A new study says you can use your brain’s natural ability to feel pain to treat a chronic illness, while simultaneously alleviating your heart disease risk.
“Brain chemistry is the one thing that’s not fully understood and is really critical to understanding how our brains work,” said Dr. Jeffrey R. Weiler, an associate professor of medicine at Emory University School of Medicine and director of the Emory Brain Health Institute.
“We want to be able to predict how people with disease will respond and tailor our treatments accordingly.
This study is a first step toward that.”
Weiler, who presented his findings at the American Heart Association’s Scientific Sessions in Houston, Texas, said the findings are not a cure for heart disease but instead a means to help the average person with chronic conditions.
“We really want to understand the neurobiological mechanisms of pain, because it’s very, very important to understand how the brain can be activated to regulate pain,” he said.
He said the study used a variety of imaging techniques and techniques that are not typically used in the field, including PET, magnetic resonance imaging (MRI), computed tomography (CT), and transcranial direct current stimulation (tDCS).
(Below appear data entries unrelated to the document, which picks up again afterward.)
use ahash::AHashMap;

use crate::chunk::Chunk;
use crate::parse::parse_line;
use crate::stats::Stats;

/// Key to statistics map used by both the workers and the reducer.
pub type StatsMap = AHashMap<String, Stats>;

/// What one worker produced from one chunk.
///
/// Owned outright by whoever holds it; workers hand it off by value.
#[derive(Debug, Default, Clone)]
pub struct PartialMapping {
    pub stats: StatsMap,
    /// Lines in the chunk, valid or not.
    pub lines: u64,
    /// Lines dropped as malformed.
    pub skipped: u64,
}

/// Folds every valid record in `chunk` into a fresh map.
pub fn aggregate(chunk: &Chunk) -> PartialMapping {
    let mut partial = PartialMapping::default();
    for line in chunk.lines() {
        partial.lines += 1;
        let Some(record) = parse_line(line) else {
            partial.skipped += 1;
            continue;
        };
        match partial.stats.get_mut(record.key) {
            Some(stats) => stats.update(record.value),
            None => {
                partial
                    .stats
                    .insert(record.key.to_owned(), Stats::new(record.value));
            }
        }
    }
    partial
}

/// Merges `local` into `global`, consuming it.
pub fn merge_maps(global: &mut StatsMap, local: StatsMap) {
    for (key, stats) in local {
        global
            .entry(key)
            .and_modify(|existing| existing.merge(&stats))
            .or_insert(stats);
    }
}
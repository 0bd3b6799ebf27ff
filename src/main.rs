use std::io::{self, Write};
use std::path::PathBuf;

use anyhow::{Context, Result};
use clap::Parser;
use tracing_subscriber::{fmt, EnvFilter};

use brc::{Engine, EngineConfig, ReadMode, Strategy};

/// Computes min/mean/max per key over a `key;value` measurements file.
#[derive(Parser, Debug)]
#[command(name = "brc", version, about)]
struct Cli {
    /// Measurements file, one `key;value` record per line.
    #[arg(default_value = "data/measurements.txt")]
    input: PathBuf,

    /// How chunks are handed to workers.
    #[arg(long, value_enum, env = "BRC_STRATEGY", default_value_t = Strategy::WorkerPool)]
    strategy: Strategy,

    /// Worker threads. Defaults to the number of logical CPUs.
    #[arg(long, env = "BRC_WORKERS")]
    workers: Option<usize>,

    /// Lines per chunk.
    #[arg(long, env = "BRC_CHUNK_LINES", default_value_t = brc::config::DEFAULT_CHUNK_LINES)]
    chunk_lines: usize,

    /// Memory-map the input instead of reading it through a buffer.
    #[arg(long, env = "BRC_MMAP")]
    mmap: bool,

    /// Logging verbosity (trace, debug, info, warn, error).
    #[arg(long, env = "BRC_LOG", default_value = "warn")]
    log_level: String,
}

impl Cli {
    fn engine_config(&self) -> EngineConfig {
        let config = EngineConfig::default()
            .with_strategy(self.strategy)
            .with_chunk_lines(self.chunk_lines);
        match self.workers {
            Some(workers) => config.with_workers(workers),
            None => config,
        }
    }

    fn read_mode(&self) -> ReadMode {
        if self.mmap {
            ReadMode::Mapped
        } else {
            ReadMode::Buffered
        }
    }
}

fn main() -> Result<()> {
    let cli = Cli::parse();

    let filter = EnvFilter::try_new(&cli.log_level)
        .with_context(|| format!("invalid log level: {}", cli.log_level))?;
    fmt()
        .with_env_filter(filter)
        .with_writer(io::stderr)
        .with_target(false)
        .init();

    let engine = Engine::new(cli.engine_config()).context("invalid configuration")?;
    let summary = engine
        .run_path(&cli.input, cli.read_mode())
        .with_context(|| format!("aggregating {}", cli.input.display()))?;

    let mut out = io::stdout().lock();
    writeln!(out, "{} ", summary.mapping).context("writing result")?;
    out.flush().context("writing result")?;
    Ok(())
}
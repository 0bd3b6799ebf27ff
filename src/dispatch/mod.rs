//! Strategies for handing chunks to aggregation workers.
//!
//! Every strategy guarantees that each chunk from the source is aggregated
//! exactly once and that each resulting [`PartialMapping`] is sent on the
//! results channel exactly once. The results channel closes when the last
//! sender is dropped, which happens only after every chunk has been
//! delivered.

mod pool;
mod sequential;
mod spawn;

use std::sync::atomic::{AtomicUsize, Ordering};

use crossbeam_channel::Sender;

use crate::aggregate::PartialMapping;
use crate::chunk::Chunk;
use crate::error::Result;

pub use pool::WorkerPool;
pub use sequential::Sequential;
pub use spawn::SpawnPerChunk;

/// Counters a dispatcher reports once all its chunks are delivered.
#[derive(Debug, Default, Clone, Copy, PartialEq, Eq)]
pub struct DispatchReport {
    /// Chunks handed to workers.
    pub chunks: u64,
    /// Most chunks queued or being aggregated at the same time.
    pub peak_in_flight: usize,
}

pub trait Dispatcher: Sync {
    /// Short name used in logs.
    fn name(&self) -> &'static str;

    /// Capacity of the results channel, `None` for unbounded.
    fn results_capacity(&self) -> Option<usize>;

    /// Drains `chunks`, aggregates each one and sends the partial mapping on
    /// `results`. Returns once every dispatched chunk has been delivered.
    ///
    /// The first `Err` from `chunks` stops dispatching; chunks already handed
    /// out are still finished before the error is returned.
    fn dispatch<I>(&self, chunks: I, results: Sender<PartialMapping>) -> Result<DispatchReport>
    where
        I: Iterator<Item = Result<Chunk>>;
}

/// Tracks how many chunks are outstanding and the high-water mark.
#[derive(Debug, Default)]
struct InFlight {
    current: AtomicUsize,
    peak: AtomicUsize,
}

impl InFlight {
    fn enter(&self) {
        let now = self.current.fetch_add(1, Ordering::AcqRel) + 1;
        self.peak.fetch_max(now, Ordering::AcqRel);
    }

    fn leave(&self) {
        self.current.fetch_sub(1, Ordering::AcqRel);
    }

    fn peak(&self) -> usize {
        self.peak.load(Ordering::Acquire)
    }
}


/// Shared harness for the per-strategy tests.
#[cfg(test)]
pub(crate) mod testing {
    use crossbeam_channel::unbounded;

    use super::*;
    use crate::aggregate::{merge_maps, StatsMap};
    use crate::error::Error;

    pub fn chunks<S: AsRef<str>>(lines: &[S], per_chunk: usize) -> Vec<Result<Chunk>> {
        lines
            .chunks(per_chunk)
            .map(|group| Ok(Chunk::from_lines(group.iter().map(|l| l.as_ref().as_bytes()))))
            .collect()
    }

    /// Runs `dispatcher` to completion and merges what it sent.
    pub fn run<D: Dispatcher>(
        dispatcher: &D,
        input: Vec<Result<Chunk>>,
    ) -> (Result<DispatchReport>, StatsMap, usize) {
        let (tx, rx) = unbounded();
        let report = dispatcher.dispatch(input.into_iter(), tx);
        let mut merged = StatsMap::default();
        let mut partials = 0;
        for partial in rx.try_iter() {
            partials += 1;
            merge_maps(&mut merged, partial.stats);
        }
        assert!(rx.is_empty());
        (report, merged, partials)
    }

    pub fn read_failure() -> Result<Chunk> {
        Err(Error::Read(std::io::Error::new(
            std::io::ErrorKind::UnexpectedEof,
            "truncated",
        )))
    }

    pub fn sample_lines() -> Vec<String> {
        (0..500)
            .map(|i| format!("key{};{}.5", i % 7, i % 41 - 20))
            .collect()
    }
}
use std::thread;

use crossbeam_channel::{bounded, Receiver, Sender};

use super::{DispatchReport, Dispatcher, InFlight};
use crate::aggregate::{aggregate, PartialMapping};
use crate::chunk::Chunk;
use crate::error::{Error, Result};

/// Fixed set of long-lived workers fed through a bounded chunk queue.
///
/// The queue holds at most `workers` chunks, so reading blocks whenever the
/// workers fall behind and memory stays proportional to the worker count.
#[derive(Debug, Clone)]
pub struct WorkerPool {
    workers: usize,
}

impl WorkerPool {
    pub fn new(workers: usize) -> Self {
        WorkerPool {
            workers: workers.max(1),
        }
    }
}

impl Dispatcher for WorkerPool {
    fn name(&self) -> &'static str {
        "worker-pool"
    }

    fn results_capacity(&self) -> Option<usize> {
        Some(self.workers)
    }

    fn dispatch<I>(&self, chunks: I, results: Sender<PartialMapping>) -> Result<DispatchReport>
    where
        I: Iterator<Item = Result<Chunk>>,
    {
        let (chunk_tx, chunk_rx) = bounded::<Chunk>(self.workers);
        let in_flight = InFlight::default();

        thread::scope(|s| {
            let handles: Vec<_> = (0..self.workers)
                .map(|id| {
                    let chunk_rx = chunk_rx.clone();
                    let results = results.clone();
                    let in_flight = &in_flight;
                    thread::Builder::new()
                        .name(format!("brc-worker-{id}"))
                        .spawn_scoped(s, move || worker_loop(id, chunk_rx, results, in_flight))
                })
                .collect::<std::io::Result<_>>()
                .map_err(Error::Spawn)?;
            // Workers hold the only receivers and result senders from here on.
            drop(chunk_rx);
            drop(results);

            let fed = feed(chunks, &chunk_tx, &in_flight);
            drop(chunk_tx);

            let mut panicked = false;
            for handle in handles {
                panicked |= handle.join().is_err();
            }
            if panicked {
                return Err(Error::WorkerPanicked);
            }

            Ok(DispatchReport {
                chunks: fed?,
                peak_in_flight: in_flight.peak(),
            })
        })
    }
}

// Pushes chunks into the queue, blocking while it is full.
fn feed<I>(chunks: I, queue: &Sender<Chunk>, in_flight: &InFlight) -> Result<u64>
where
    I: Iterator<Item = Result<Chunk>>,
{
    let mut sent = 0;
    for chunk in chunks {
        let chunk = chunk?;
        in_flight.enter();
        if queue.send(chunk).is_err() {
            // Every worker is gone, which only happens if they panicked.
            in_flight.leave();
            break;
        }
        sent += 1;
    }
    Ok(sent)
}

fn worker_loop(
    id: usize,
    chunks: Receiver<Chunk>,
    results: Sender<PartialMapping>,
    in_flight: &InFlight,
) {
    for chunk in chunks.iter() {
        let partial = aggregate(&chunk);
        drop(chunk);
        tracing::trace!(
            worker = id,
            lines = partial.lines,
            keys = partial.stats.len(),
            "chunk aggregated"
        );
        let delivered = results.send(partial).is_ok();
        in_flight.leave();
        if !delivered {
            tracing::debug!(worker = id, "results channel closed, stopping");
            break;
        }
    }
}
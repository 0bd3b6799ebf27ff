//! Tests for the `brc` binary.

use std::io::Write;

use assert_cmd::Command;
use predicates::prelude::*;
use tempfile::NamedTempFile;

fn input(contents: &str) -> NamedTempFile {
    let mut file = NamedTempFile::new().unwrap();
    file.write_all(contents.as_bytes()).unwrap();
    file
}

#[test]
fn prints_sorted_result_line() {
    let file = input("Tokyo;25.4\nTokyo;18.1\nParis;9.0\n");
    Command::cargo_bin("brc")
        .unwrap()
        .arg(file.path())
        .assert()
        .success()
        .stdout("{Paris=9.0/9.0/9.0, Tokyo=18.1/21.8/25.4} \n");
}

#[test]
fn every_strategy_prints_the_same() {
    let file = input("b;1.5\na;-2.0\nbad\nb;4.5\na;2.0\n");
    for strategy in ["worker-pool", "spawn-per-chunk", "sequential"] {
        Command::cargo_bin("brc")
            .unwrap()
            .arg(file.path())
            .args(["--strategy", strategy, "--workers", "2", "--chunk-lines", "1"])
            .assert()
            .success()
            .stdout("{a=-2.0/0.0/2.0, b=1.5/3.0/4.5} \n");
    }
}

#[test]
fn mmap_flag_and_env_configuration() {
    let file = input("x;1.0\nx;2.0\n");
    Command::cargo_bin("brc")
        .unwrap()
        .arg(file.path())
        .arg("--mmap")
        .env("BRC_STRATEGY", "spawn-per-chunk")
        .env("BRC_CHUNK_LINES", "1")
        .assert()
        .success()
        .stdout("{x=1.0/1.5/2.0} \n");
}

#[test]
fn empty_file_prints_empty_braces() {
    let file = input("");
    Command::cargo_bin("brc")
        .unwrap()
        .arg(file.path())
        .assert()
        .success()
        .stdout("{} \n");
}

#[test]
fn missing_file_fails_without_output() {
    let dir = tempfile::tempdir().unwrap();
    Command::cargo_bin("brc")
        .unwrap()
        .arg(dir.path().join("nope.txt"))
        .assert()
        .failure()
        .stdout(predicate::str::is_empty())
        .stderr(predicate::str::contains("failed to open input"));
}

#[test]
fn zero_workers_is_rejected() {
    let file = input("x;1.0\n");
    Command::cargo_bin("brc")
        .unwrap()
        .arg(file.path())
        .args(["--workers", "0"])
        .assert()
        .failure()
        .stderr(predicate::str::contains("workers must be at least 1"));
}

#[test]
fn info_logging_goes_to_stderr() {
    let file = input("x;1.0\n");
    Command::cargo_bin("brc")
        .unwrap()
        .arg(file.path())
        .args(["--log-level", "info"])
        .assert()
        .success()
        .stdout("{x=1.0/1.0/1.0} \n")
        .stderr(predicate::str::contains("aggregation finished"));
}
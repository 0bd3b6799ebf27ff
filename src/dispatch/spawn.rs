use crossbeam_channel::Sender;
use rayon::ThreadPoolBuilder;

use super::{DispatchReport, Dispatcher, InFlight};
use crate::aggregate::{aggregate, PartialMapping};
use crate::chunk::Chunk;
use crate::error::Result;

/// Spawns one short-lived task per chunk as soon as the chunk is read.
///
/// Reading never waits on the workers, so every chunk of the input may be
/// resident at once. Tasks run on a dedicated pool of `threads` threads.
#[derive(Debug, Clone)]
pub struct SpawnPerChunk {
    threads: usize,
}

impl SpawnPerChunk {
    pub fn new(threads: usize) -> Self {
        SpawnPerChunk {
            threads: threads.max(1),
        }
    }
}

impl Dispatcher for SpawnPerChunk {
    fn name(&self) -> &'static str {
        "spawn-per-chunk"
    }

    fn results_capacity(&self) -> Option<usize> {
        None
    }

    fn dispatch<I>(&self, chunks: I, results: Sender<PartialMapping>) -> Result<DispatchReport>
    where
        I: Iterator<Item = Result<Chunk>>,
    {
        let pool = ThreadPoolBuilder::new()
            .num_threads(self.threads)
            .thread_name(|i| format!("brc-task-{i}"))
            .build()?;
        let in_flight = InFlight::default();
        let mut spawned = 0;

        // The scope returns only after every spawned task has finished, and
        // each task owns a sender clone, so the channel closes with the last
        // task once `results` itself is dropped below.
        let fed: Result<()> = pool.in_place_scope(|s| {
            for chunk in chunks {
                let chunk = chunk?;
                let results = results.clone();
                let in_flight = &in_flight;
                in_flight.enter();
                s.spawn(move |_| {
                    let partial = aggregate(&chunk);
                    drop(chunk);
                    tracing::trace!(
                        lines = partial.lines,
                        keys = partial.stats.len(),
                        "chunk aggregated"
                    );
                    if results.send(partial).is_err() {
                        tracing::debug!("results channel closed, dropping partial mapping");
                    }
                    in_flight.leave();
                });
                spawned += 1;
            }
            Ok(())
        });
        drop(results);
        fed?;

        Ok(DispatchReport {
            chunks: spawned,
            peak_in_flight: in_flight.peak(),
        })
    }
}
use anyhow::Result;
use sqlx::sqlite::SqlitePool;
use tracing::info;
use warp::Filter;

use leadsheet::api;
use leadsheet::auth;
use leadsheet::config::Settings;
use leadsheet::db;
use leadsheet::error::handle_rejection;
use leadsheet::telemetry::{get_subscriber, init_subscriber};

#[tokio::main]
async fn main() -> Result<()> {
    let subscriber = get_subscriber("leadsheet".into(), "info".into());
    init_subscriber(subscriber)?;

    let settings = Settings::from_env()?;

    let pool = db::setup_pool(&settings.database_url).await?;
    db::setup_db(&pool).await?;
    auth::seed_admin(&pool, &settings).await?;

    let purged = db::purge_expired_sessions(&pool).await?;
    info!(purged, "expired sessions removed");

    run(pool, settings).await;

    Ok(())
}

async fn run(pool: SqlitePool, settings: Settings) {
    let addr = settings.bind_addr;
    let routes = api::routes(pool, settings)
        .recover(handle_rejection)
        .with(warp::trace::request());

    info!(%addr, "listening");
    warp::serve(routes).run(addr).await;
}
Tests were conducted at both the Emile Hospital in Houston and the Emure Hospital in Atlanta, Georgia, to determine how the pain is translated to brain activity, and how the stimulation affects the brain.
The results, which were published in the journal PLoS ONE, found that the brain activity that resulted in pain relief could be translated into pain relief in the long term.
Treatments based on the brain’s pain-relieving ability can be given for as little as a few weeks, Weiler said.
“There are studies showing people can go from being on a painkiller to having a pain-free day,” he added.
“That’s really important because it helps to have a cure.”
Treatment options include medication to relieve pain, or therapy that aims to strengthen the connections between the brain and the body.
Weilers work at Emure’s Emile-Covid-19 center, where he works on treatments for heart failure, chronic pain, and stroke.